All of the records must come back exactly. Please repeat them in full.
-------- ENTRIES PROVIDED --------
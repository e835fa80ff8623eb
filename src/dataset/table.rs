use crate::aggregate::explode::split_values;
use crate::aggregate::ViewError;
use crate::dataset::column::{CategoricalColumn, GroupKey, NumericColumn};
use crate::dataset::record::Movie;
use chrono::NaiveDate;
use std::collections::{BTreeMap, BTreeSet};

/// 只读源表；各视图每次计算都从这里复制
#[derive(Debug, Clone)]
pub struct Table {
    headers: Vec<String>,
    records: Vec<Movie>,
    release_cutoff: NaiveDate,
}

impl Table {
    pub fn new(headers: Vec<String>, records: Vec<Movie>, release_cutoff: NaiveDate) -> Self {
        Self {
            headers,
            records,
            release_cutoff,
        }
    }

    pub fn records(&self) -> &[Movie] {
        &self.records
    }

    pub fn len(&self) -> usize {
        self.records.len()
    }

    pub fn is_empty(&self) -> bool {
        self.records.is_empty()
    }

    pub fn release_cutoff(&self) -> NaiveDate {
        self.release_cutoff
    }

    pub fn has_column(&self, name: &str) -> bool {
        self.headers.iter().any(|h| h == name)
    }

    pub fn numeric_column(&self, name: &str) -> Result<NumericColumn, ViewError> {
        match NumericColumn::from_name(name) {
            Some(c) if self.has_column(c.name()) => Ok(c),
            _ => Err(ViewError::MissingColumn(name.trim().to_string())),
        }
    }

    pub fn group_key(&self, name: &str) -> Result<GroupKey, ViewError> {
        match GroupKey::from_name(name) {
            Some(k) if self.has_column(k.source_column()) => Ok(k),
            _ => Err(ViewError::MissingColumn(name.trim().to_string())),
        }
    }

    /// 可供分析的数值列（排除 id）
    pub fn analysable_columns(&self) -> Vec<NumericColumn> {
        NumericColumn::ALL
            .into_iter()
            .filter(|c| *c != NumericColumn::Id && self.has_column(c.name()))
            .collect()
    }

    pub fn decades(&self) -> Vec<i32> {
        let set: BTreeSet<i32> = self.records.iter().filter_map(|m| m.decade).collect();
        set.into_iter().collect()
    }

    /// 出现次数不少于 `min_count` 的分类值，按字典序
    pub fn categories(&self, column: CategoricalColumn, min_count: usize) -> Vec<String> {
        let mut counts: BTreeMap<String, usize> = BTreeMap::new();
        for m in &self.records {
            for v in split_values(m.category(column)) {
                *counts.entry(v).or_insert(0) += 1;
            }
        }
        counts
            .into_iter()
            .filter(|(_, n)| *n >= min_count)
            .map(|(v, _)| v)
            .collect()
    }
}

#[cfg(test)]
mod tests {
    use super::*;

    fn table() -> Table {
        let headers = ["id", "title", "release_date", "budget", "genres"]
            .iter()
            .map(|s| s.to_string())
            .collect();
        let records = vec![
            Movie {
                genres: "Action, Drama".into(),
                decade: Some(1990),
                ..Default::default()
            },
            Movie {
                genres: "Drama".into(),
                decade: Some(1980),
                ..Default::default()
            },
        ];
        Table::new(headers, records, NaiveDate::from_ymd_opt(2025, 1, 1).unwrap())
    }

    #[test]
    fn resolves_only_present_columns() {
        let t = table();
        assert_eq!(t.numeric_column("budget").unwrap(), NumericColumn::Budget);
        assert!(matches!(
            t.numeric_column("revenue"),
            Err(ViewError::MissingColumn(c)) if c == "revenue"
        ));
        assert!(matches!(
            t.numeric_column("nonsense"),
            Err(ViewError::MissingColumn(_))
        ));
        assert_eq!(t.group_key("decade").unwrap(), GroupKey::Decade);
        assert!(t.group_key("production_countries").is_err());
        assert_eq!(t.analysable_columns(), vec![NumericColumn::Budget]);
    }

    #[test]
    fn lists_decades_and_categories() {
        let t = table();
        assert_eq!(t.decades(), vec![1980, 1990]);
        assert_eq!(
            t.categories(CategoricalColumn::Genres, 1),
            vec!["Action".to_string(), "Drama".to_string()]
        );
        assert_eq!(
            t.categories(CategoricalColumn::Genres, 2),
            vec!["Drama".to_string()]
        );
    }
}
--------
RESPONSE AREA:
repository e835fa80ff8623eb
filename src/dataset/table.rs
use crate::aggregate::explode::split_values;
use crate::aggregate::ViewError;
use crate::dataset::column::{CategoricalColumn, GroupKey, NumericColumn};
use crate::dataset::record::Movie;
use chrono::NaiveDate;
use std::collections::{BTreeMap, BTreeSet};

/// 只读源表；各视图每次计算都从这里复制
#[derive(Debug, Clone)]
pub struct Table {
    headers: Vec<String>,
    records: Vec<Movie>,
    release_cutoff: NaiveDate,
}

impl Table {
    pub fn new(headers: Vec<String>, records: Vec<Movie>, release_cutoff: NaiveDate) -> Self {
        Self {
            headers,
            records,
            release_cutoff,
        }
    }

    pub fn records(&self) -> &[Movie] {
        &self.records
    }

    pub fn len(&self) -> usize {
        self.records.len()
    }

    pub fn is_empty(&self) -> bool {
        self.records.is_empty()
    }

    pub fn release_cutoff(&self) -> NaiveDate {
        self.release_cutoff
    }

    pub fn has_column(&self, name: &str) -> bool {
        self.headers.iter().any(|h| h == name)
    }

    pub fn numeric_column(&self, name: &str) -> Result<NumericColumn, ViewError> {
        match NumericColumn::from_name(name) {
            Some(c) if self.has_column(c.name()) => Ok(c),
            _ => Err(ViewError::MissingColumn(name.trim().to_string())),
        }
    }

    pub fn group_key(&self, name: &str) -> Result<GroupKey, ViewError> {
        match GroupKey::from_name(name) {
            Some(k) if self.has_column(k.source_column()) => Ok(k),
            _ => Err(ViewError::MissingColumn(name.trim().to_string())),
        }
    }

    /// 可供分析的数值列（排除 id）
    pub fn analysable_columns(&self) -> Vec<NumericColumn> {
        NumericColumn::ALL
            .into_iter()
            .filter(|c| *c != NumericColumn::Id && self.has_column(c.name()))
            .collect()
    }

    pub fn decades(&self) -> Vec<i32> {
        let set: BTreeSet<i32> = self.records.iter().filter_map(|m| m.decade).collect();
        set.into_iter().collect()
    }

    /// 出现次数不少于 `min_count` 的分类值，按字典序
    pub fn categories(&self, column: CategoricalColumn, min_count: usize) -> Vec<String> {
        let mut counts: BTreeMap<String, usize> = BTreeMap::new();
        for m in &self.records {
            for v in split_values(m.category(column)) {
                *counts.entry(v).or_insert(0) += 1;
            }
        }
        counts
            .into_iter()
            .filter(|(_, n)| *n >= min_count)
            .map(|(v, _)| v)
            .collect()
    }
}

#[cfg(test)]
mod tests {
    use super::*;

    fn table() -> Table {
        let headers = ["id", "title", "release_date", "budget", "genres"]
            .iter()
            .map(|s| s.to_string())
            .collect();
        let records = vec![
            Movie {
                genres: "Action, Drama".into(),
                decade: Some(1990),
                ..Default::default()
            },
            Movie {
                genres: "Drama".into(),
                decade: Some(1980),
                ..Default::default()
            },
        ];
        Table::new(headers, records, NaiveDate::from_ymd_opt(2025, 1, 1).unwrap())
    }

    #[test]
    fn resolves_only_present_columns() {
        let t = table();
        assert_eq!(t.numeric_column("budget").unwrap(), NumericColumn::Budget);
        assert!(matches!(
            t.numeric_column("revenue"),
            Err(ViewError::MissingColumn(c)) if c == "revenue"
        ));
        assert!(matches!(
            t.numeric_column("nonsense"),
            Err(ViewError::MissingColumn(_))
        ));
        assert_eq!(t.group_key("decade").unwrap(), GroupKey::Decade);
        assert!(t.group_key("production_countries").is_err());
        assert_eq!(t.analysable_columns(), vec![NumericColumn::Budget]);
    }

    #[test]
    fn lists_decades_and_categories() {
        let t = table();
        assert_eq!(t.decades(), vec![1980, 1990]);
        assert_eq!(
            t.categories(CategoricalColumn::Genres, 1),
            vec!["Action".to_string(), "Drama".to_string()]
        );
        assert_eq!(
            t.categories(CategoricalColumn::Genres, 2),
            vec!["Drama".to_string()]
        );
    }
}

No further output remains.